CONFERENCE TALK: Viral Modernity: Accumulation, Transmission, and the Shape of the World
At the Society for Literature, Science, and the Arts conference (“Postnatural”), I presented a theory of virality as a heuristic for understanding the structures and flows of the contemporary world, and of what that heuristic might reveal or obscure. Here’s the abstract:
What happens when contemporary culture and what Jeff Nealon has called “just-in-time capitalism” theorize both themselves and their apocalyptic limits as viral in nature? What rhetorical work does the metaphoric of virality do to naturalize an ostensibly “post-nature” regime? What theoretical work can the virus—indeterminately living and non, analog and digital, natural and manmade, corporeal and virtual—do to articulate and clarify the constitutive paradoxes of postmodernity, neoliberalism, and global finance capitalism?
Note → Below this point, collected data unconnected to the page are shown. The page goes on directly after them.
// src/cli.rs

use clap::{Parser, ValueEnum, command, crate_version};
use std::path::PathBuf;

/// 定义日志输出级别
#[derive(ValueEnum, Copy, Clone, Debug, PartialEq, Eq)]
pub enum LogLevel {
    Off,
    Error,
    Warn,
    Info,
    Debug,
    Trace,
}

impl From<LogLevel> for log::LevelFilter {
    fn from(level: LogLevel) -> Self {
        match level {
            LogLevel::Off => log::LevelFilter::Off,
            LogLevel::Error => log::LevelFilter::Error,
            LogLevel::Warn => log::LevelFilter::Warn,
            LogLevel::Info => log::LevelFilter::Info,
            LogLevel::Debug => log::LevelFilter::Debug,
            LogLevel::Trace => log::LevelFilter::Trace,
        }
    }
}

#[derive(Parser, Debug, Clone)]
#[command(
    version = crate_version!(),
    about,
    long_about = None,
    arg_required_else_help = true,
    disable_help_flag = true,
    disable_version_flag = true,
)]
#[command(group(
    clap::ArgGroup::new("mode")
        .required(true)
        .args(&["interactive", "url", "batch_file", "list_providers"]),
))]
pub struct Cli {
    // --- 运行模式 (Mode) ---
    /// 启动交互式会话，逐一输入链接
    #[arg(short, long, action = clap::ArgAction::SetTrue, help_heading = "Mode")]
    pub interactive: bool,
    /// 下载单个链接 (单曲或播放列表)
    #[arg(short, long, value_name = "REFERENCE", help_heading = "Mode")]
    pub url: Option<String>,
    /// 从文本文件批量下载 (每行一个链接，忽略空行和 # 注释)
    #[arg(short, long, value_name = "FILE", help_heading = "Mode")]
    pub batch_file: Option<PathBuf>,
    /// 列出已注册的提供者并退出
    #[arg(long, action = clap::ArgAction::SetTrue, help_heading = "Mode")]
    pub list_providers: bool,

    // --- 下载选项 (Options) ---
    /// 设置文件保存目录
    #[arg(short, long, value_name = "DIR", help_heading = "Options")]
    pub output: Option<PathBuf>,
    /// 强制使用指定的提供者，跳过自动识别
    #[arg(long, value_name = "ID", help_heading = "Options")]
    pub provider: Option<String>,
    /// 音频格式: 'best', 'm4a', 'opus' (不转码) 或 'mp3', 'flac', 'wav' 等
    #[arg(short, long, value_name = "FORMAT", help_heading = "Options")]
    pub format: Option<String>,
    /// 转码质量: 0 (最好) 到 10，或 '320K' 这样的码率
    #[arg(short, long, value_name = "QUALITY", help_heading = "Options")]
    pub quality: Option<String>,
    /// 覆盖已存在的文件
    #[arg(long, action = clap::ArgAction::SetTrue, help_heading = "Options")]
    pub overwrite: bool,
    /// 不使用下载历史记录 (archive)
    #[arg(long, action = clap::ArgAction::SetTrue, help_heading = "Options", conflicts_with = "archive")]
    pub no_archive: bool,
    /// 指定下载历史记录文件的位置
    #[arg(long, value_name = "FILE", help_heading = "Options")]
    pub archive: Option<PathBuf>,
    /// 使用 ffmpeg loudnorm 统一响度
    #[arg(long, action = clap::ArgAction::SetTrue, help_heading = "Options")]
    pub loudnorm: bool,
    /// 嵌入封面缩略图
    #[arg(long, action = clap::ArgAction::SetTrue, help_heading = "Options")]
    pub embed_thumbnail: bool,
    /// 不从 "艺术家 - 标题" 格式的标题中提取元数据
    #[arg(long, action = clap::ArgAction::SetTrue, help_heading = "Options")]
    pub no_parse_metadata: bool,
    /// 移除标题中的表情符号和非拉丁字符
    #[arg(long, action = clap::ArgAction::SetTrue, help_heading = "Options")]
    pub strip_emojis: bool,
    /// yt-dlp 使用的 cookies 文件 (Netscape 格式)
    #[arg(long, value_name = "FILE", help_heading = "Options")]
    pub cookies: Option<PathBuf>,
    /// ffmpeg 可执行文件或其所在目录
    #[arg(long, value_name = "PATH", help_heading = "Options")]
    pub ffmpeg: Option<PathBuf>,
    /// yt-dlp 可执行文件
    #[arg(long, value_name = "PATH", help_heading = "Options")]
    pub yt_dlp: Option<PathBuf>,
    /// 下载过程中的临时文件目录
    #[arg(long, value_name = "DIR", help_heading = "Options")]
    pub tmp_dir: Option<PathBuf>,
    /// 下载程序在指定秒数内没有任何输出时终止该条目 (0 表示不限制)
    #[arg(long, value_name = "SECS", value_parser = clap::value_parser!(u64), help_heading = "Options")]
    pub idle_timeout: Option<u64>,
    /// 使用指定的配置文件，而不是 ~/.audio-dl/config.json
    #[arg(long, value_name = "FILE", help_heading = "Options")]
    pub config: Option<PathBuf>,

    // --- 通用选项 (General) ---
    /// 显示此帮助信息并退出
    #[arg(short = 'h', long, action = clap::ArgAction::Help, global = true, help_heading = "General")]
    _help: Option<bool>,
    /// 显示版本信息并退出
    #[arg(short = 'V', long, action = clap::ArgAction::Version, global = true, help_heading = "General")]
    _version: Option<bool>,
    /// (隐藏参数) 设置日志文件的输出级别，用于调试
    #[arg(long, value_enum, default_value_t = LogLevel::Off, global = true, hide = true)]
    pub log_level: LogLevel,
}
// src/executor/interpreter.rs

//! 把外部工具的单行输出转换为结构化信号。
//!
//! yt-dlp 的人类可读格式随版本、语言环境和终端宽度变化，这里只做防御式匹配:
//! 优先识别我们通过 `--progress-template` 注入的稳定标记，缺失时才回退到宽松匹配。

use crate::constants::ytdlp;
use regex::Regex;
use std::{path::PathBuf, sync::LazyLock};

static ANSI_RE: LazyLock<Regex> =
    LazyLock::new(|| Regex::new(r"\x1b\[[0-9;?]*[A-Za-z]").unwrap());
static MARKER_RE: LazyLock<Regex> = LazyLock::new(|| {
    Regex::new(&format!(
        r"{}\s*(\d+(?:\.\d+)?)",
        regex::escape(ytdlp::PROGRESS_MARKER)
    ))
    .unwrap()
});
static FALLBACK_PERCENT_RE: LazyLock<Regex> =
    LazyLock::new(|| Regex::new(r"^\[download\]\s+(\d+(?:\.\d+)?)\s?%").unwrap());
static FILE_RE: LazyLock<Regex> = LazyLock::new(|| {
    Regex::new(&format!(r"(?i)^{}\s*(.+)$", regex::escape(ytdlp::FILE_MARKER))).unwrap()
});
static DESTINATION_RE: LazyLock<Regex> =
    LazyLock::new(|| Regex::new(r"Destination:\s+(.+)$").unwrap());
static ALREADY_DOWNLOADED_RE: LazyLock<Regex> =
    LazyLock::new(|| Regex::new(r"(?i)^\[download\]\s+(.+?)\s+has already been downloaded").unwrap());
static ALREADY_PRESENT_RE: LazyLock<Regex> = LazyLock::new(|| {
    Regex::new(r"(?i)(has already been downloaded|already been recorded in the archive|already in archive)")
        .unwrap()
});

/// 属于后处理阶段的输出前缀
const POSTPROCESS_PREFIXES: &[&str] = &[
    "[ExtractAudio]",
    "[ffmpeg]",
    "[Metadata]",
    "[EmbedThumbnail]",
    "[ThumbnailsConvertor]",
    "[FixupM4a]",
    "[Merger]",
];

#[derive(Debug, Clone, Copy, PartialEq, Eq)]
pub enum PathOrigin {
    /// 由 `--print after_move:FILE:...` 明确输出
    Printed,
    /// 从 "Destination: ..." 之类的日志中提取，可信度较低
    Destination,
}

#[derive(Debug, Clone, PartialEq)]
pub enum Signal {
    /// 0..=1
    Progress(f64),
    ResolvedPath { path: PathBuf, origin: PathOrigin },
    AlreadyPresent,
    Noteworthy(String),
}

pub fn strip_ansi(line: &str) -> std::borrow::Cow<'_, str> {
    ANSI_RE.replace_all(line, "")
}

/// 纯函数，不保存任何状态
pub fn classify(raw_line: &str) -> Vec<Signal> {
    let cleaned = strip_ansi(raw_line);
    let line = cleaned.trim();
    let mut signals = Vec::new();
    if line.is_empty() {
        return signals;
    }

    if let Some(fraction) = parse_progress(line) {
        signals.push(Signal::Progress(fraction));
    }

    let printed = FILE_RE.captures(line);
    if let Some(path) = printed.as_ref().and_then(|c| non_empty(&c[1])) {
        signals.push(Signal::ResolvedPath {
            path,
            origin: PathOrigin::Printed,
        });
    } else if let Some(path) = DESTINATION_RE.captures(line).and_then(|c| non_empty(&c[1])) {
        signals.push(Signal::ResolvedPath {
            path,
            origin: PathOrigin::Destination,
        });
    } else if let Some(path) = ALREADY_DOWNLOADED_RE.captures(line).and_then(|c| non_empty(&c[1])) {
        signals.push(Signal::ResolvedPath {
            path,
            origin: PathOrigin::Destination,
        });
    }

    // FILE: 行是文件路径，标题里的字样不算
    if printed.is_none() && ALREADY_PRESENT_RE.is_match(line) {
        signals.push(Signal::AlreadyPresent);
    }

    if POSTPROCESS_PREFIXES.iter().any(|p| line.starts_with(p)) {
        signals.push(Signal::Noteworthy(line.to_string()));
    }

    signals
}

/// 同一行出现多个标记时取最后一个。回退匹配只认紧跟 `[download]` 的百分比
fn parse_progress(line: &str) -> Option<f64> {
    let from_marker = MARKER_RE
        .captures_iter(line)
        .last()
        .and_then(|c| c[1].parse::<f64>().ok());
    let percent = match from_marker {
        Some(p) => Some(p),
        None if line.contains(ytdlp::PROGRESS_MARKER) => None, // 例如 "N/A"
        None => FALLBACK_PERCENT_RE
            .captures(line)
            .and_then(|c| c[1].parse::<f64>().ok()),
    }?;
    Some(percent.clamp(0.0, 100.0) / 100.0)
}

fn non_empty(s: &str) -> Option<PathBuf> {
    let s = s.trim().trim_matches('"');
    (!s.is_empty()).then(|| PathBuf::from(s))
}
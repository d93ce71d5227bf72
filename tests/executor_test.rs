// tests/executor_test.rs

#![cfg(unix)]

mod common;

use audio_dl::{
    error::AppError,
    executor::{ExecutorSettings, JobCommand, JobEnvironment, JobExecutor},
    models::{CancellationHandle, Phase, ProgressEvent, ProgressSink},
};
use std::{
    path::PathBuf,
    sync::{Arc, Mutex},
    time::{Duration, Instant},
};
use tempfile::tempdir;

fn quick_settings() -> ExecutorSettings {
    ExecutorSettings {
        grace: Duration::from_millis(500),
        poll_interval: Duration::from_millis(50),
        ..ExecutorSettings::default()
    }
}

fn recording_sink() -> (ProgressSink, Arc<Mutex<Vec<ProgressEvent>>>) {
    let events = Arc::new(Mutex::new(Vec::new()));
    let sink_events = events.clone();
    let sink = ProgressSink::new(move |e| sink_events.lock().unwrap().push(e));
    (sink, events)
}

fn sh(script: &std::path::Path) -> JobCommand {
    JobCommand::new(script)
}

#[tokio::test]
async fn test_output_is_streamed_and_interpreted() {
    let dir = tempdir().unwrap();
    let script = common::write_script(
        dir.path(),
        "job.sh",
        "#!/bin/sh\n\
         echo '[download] Destination: /tmp/x.webm'\n\
         echo 'AUDIODL_PROGRESS:  25.0%'\n\
         echo 'AUDIODL_PROGRESS:  50.0%' >&2\n\
         echo '[download] 75.0% of 3.00MiB'\n\
         echo '[ExtractAudio] Destination: /tmp/x.mp3'\n\
         echo 'FILE:/tmp/x.mp3'\n",
    );
    let (sink, events) = recording_sink();
    let result = JobExecutor::new(quick_settings())
        .run(&sh(&script), &JobEnvironment::default(), &CancellationHandle::new(), "youtube", &sink)
        .await
        .unwrap();

    assert!(result.success());
    assert_eq!(result.output_paths, vec![PathBuf::from("/tmp/x.mp3")]);
    assert_eq!(result.tail.len(), 6);

    let events = events.lock().unwrap();
    let fractions: Vec<f64> = events
        .iter()
        .filter(|e| e.phase == Phase::Download)
        .filter_map(|e| e.progress)
        .collect();
    for expected in [0.25, 0.5, 0.75, 1.0] {
        assert!(
            fractions.iter().any(|f| (f - expected).abs() < 1e-9),
            "缺少进度 {}: {:?}",
            expected,
            fractions
        );
    }
    assert!(events.iter().any(|e| e.phase == Phase::Postprocess && e.message.starts_with("[ExtractAudio]")));
    assert!(events.iter().all(|e| e.provider_id == "youtube"));
}

#[tokio::test]
async fn test_tail_keeps_only_last_lines() {
    let dir = tempdir().unwrap();
    let script = common::write_script(
        dir.path(),
        "job.sh",
        "#!/bin/sh\ni=1\nwhile [ $i -le 100 ]; do echo \"line $i\"; i=$((i+1)); done\n",
    );
    let settings = ExecutorSettings {
        tail_lines: 5,
        ..quick_settings()
    };
    let result = JobExecutor::new(settings)
        .run(&sh(&script), &JobEnvironment::default(), &CancellationHandle::new(), "t", &ProgressSink::noop())
        .await
        .unwrap();
    assert_eq!(result.tail, vec!["line 96", "line 97", "line 98", "line 99", "line 100"]);
}

#[tokio::test]
async fn test_pre_signalled_cancel_does_not_spawn() {
    let cancel = CancellationHandle::new();
    cancel.signal();
    // 程序不存在: 如果真的尝试启动，会得到 Execution 错误
    let command = JobCommand::new("/nonexistent/definitely-not-a-program");
    let result = JobExecutor::new(quick_settings())
        .run(&command, &JobEnvironment::default(), &cancel, "t", &ProgressSink::noop())
        .await
        .unwrap();
    assert!(result.cancelled);
    assert_eq!(result.exit_code, None);
    assert!(result.output_paths.is_empty());
}

#[tokio::test]
async fn test_spawn_failure_is_execution_error() {
    let command = JobCommand::new("/nonexistent/definitely-not-a-program");
    let err = JobExecutor::new(quick_settings())
        .run(&command, &JobEnvironment::default(), &CancellationHandle::new(), "t", &ProgressSink::noop())
        .await
        .unwrap_err();
    assert!(matches!(err, AppError::Execution { .. }));
    assert!(err.is_item_level());
}

#[tokio::test]
async fn test_non_zero_exit_is_reported_not_raised() {
    let dir = tempdir().unwrap();
    let script = common::write_script(
        dir.path(),
        "job.sh",
        "#!/bin/sh\necho 'working'\necho 'ERROR: boom' >&2\nexit 3\n",
    );
    let result = JobExecutor::new(quick_settings())
        .run(&sh(&script), &JobEnvironment::default(), &CancellationHandle::new(), "t", &ProgressSink::noop())
        .await
        .unwrap();
    assert_eq!(result.exit_code, Some(3));
    assert!(!result.success());
    assert!(result.tail.contains(&"ERROR: boom".to_string()));
}

#[tokio::test]
async fn test_environment_and_working_dir_are_applied() {
    let dir = tempdir().unwrap();
    let script = common::write_script(
        dir.path(),
        "job.sh",
        "#!/bin/sh\necho \"FILE:$(pwd)/$AUDIODL_TEST_NAME\"\n",
    );
    let environment = JobEnvironment {
        working_dir: Some(dir.path().to_path_buf()),
        env: vec![("AUDIODL_TEST_NAME".into(), "song.opus".into())],
    };
    let result = JobExecutor::new(quick_settings())
        .run(&sh(&script), &environment, &CancellationHandle::new(), "t", &ProgressSink::noop())
        .await
        .unwrap();
    assert_eq!(result.output_paths.len(), 1);
    assert!(result.output_paths[0].ends_with("song.opus"));
}

#[cfg(target_os = "linux")]
#[tokio::test]
async fn test_mid_flight_cancel_stops_whole_process_group() {
    let dir = tempdir().unwrap();
    let pid_file = dir.path().join("grandchild.pid");
    let script = common::write_script(
        dir.path(),
        "job.sh",
        &format!(
            "#!/bin/sh\nsleep 60 &\necho $! > '{}'\necho 'AUDIODL_PROGRESS: 5.0%'\nwait\n",
            pid_file.display()
        ),
    );

    let cancel = CancellationHandle::new();
    let trigger = cancel.clone();
    let watched = pid_file.clone();
    tokio::spawn(async move {
        while !watched.exists() {
            tokio::time::sleep(Duration::from_millis(20)).await;
        }
        tokio::time::sleep(Duration::from_millis(200)).await;
        trigger.signal();
    });

    let started = Instant::now();
    let result = JobExecutor::new(quick_settings())
        .run(&sh(&script), &JobEnvironment::default(), &cancel, "t", &ProgressSink::noop())
        .await
        .unwrap();
    assert!(result.cancelled);
    assert!(!result.success());
    assert!(started.elapsed() < Duration::from_secs(10));

    let grandchild: u32 = std::fs::read_to_string(&pid_file).unwrap().trim().parse().unwrap();
    let deadline = Instant::now() + Duration::from_secs(3);
    while common::process_alive(grandchild) && Instant::now() < deadline {
        tokio::time::sleep(Duration::from_millis(50)).await;
    }
    assert!(!common::process_alive(grandchild), "孙进程 {} 仍在运行", grandchild);
}

#[tokio::test]
async fn test_cancel_escalates_when_interrupt_is_ignored() {
    let dir = tempdir().unwrap();
    let ready = dir.path().join("ready");
    let script = common::write_script(
        dir.path(),
        "job.sh",
        &format!(
            "#!/bin/sh\ntrap '' INT\ntouch '{}'\nwhile true; do sleep 1; done\n",
            ready.display()
        ),
    );

    let cancel = CancellationHandle::new();
    let trigger = cancel.clone();
    let watched = ready.clone();
    tokio::spawn(async move {
        while !watched.exists() {
            tokio::time::sleep(Duration::from_millis(20)).await;
        }
        trigger.signal();
    });

    let settings = quick_settings();
    let grace = settings.grace;
    let started = Instant::now();
    let result = JobExecutor::new(settings)
        .run(&sh(&script), &JobEnvironment::default(), &cancel, "t", &ProgressSink::noop())
        .await
        .unwrap();
    assert!(result.cancelled);
    // 中断被忽略，至少等待了一个宽限期后才升级
    assert!(started.elapsed() >= grace);
    assert!(started.elapsed() < Duration::from_secs(10));
}

#[tokio::test]
async fn test_idle_timeout_stops_silent_job() {
    let dir = tempdir().unwrap();
    let script = common::write_script(dir.path(), "job.sh", "#!/bin/sh\necho start\nsleep 30\n");
    let settings = ExecutorSettings {
        idle_timeout: Some(Duration::from_millis(300)),
        ..quick_settings()
    };
    let started = Instant::now();
    let result = JobExecutor::new(settings)
        .run(&sh(&script), &JobEnvironment::default(), &CancellationHandle::new(), "t", &ProgressSink::noop())
        .await
        .unwrap();
    assert!(result.timed_out);
    assert!(!result.cancelled);
    assert!(!result.success());
    assert!(started.elapsed() < Duration::from_secs(10));
}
This paper aims to take seriously the notion that the most pressingly descriptive world-picture of the present might be the archetypal outbreak disaster film shot of viral vectors spreading across a map of the globe. The mapped image of viral spread (disease or meme) across abstracted global space manifests an anxiety not only about contagion as such but about the shape of the world, the patterns of its stitching as revealed by the circulation of a viral agent. I argue that such images articulate modernity as itself structurally viral, the virus functioning as a sort of national- or global-scale contrast dye, injected to make more clearly visible the structures through which it moves. What is obscured and what revealed by the virus as such a mapping agent? Moreover, if we take the virus seriously as a heuristic for parsing the interlocking spaces and accumulative flows of life under global finance capitalism, what are the consequences of its complex positioning within, outside, before, and after nature?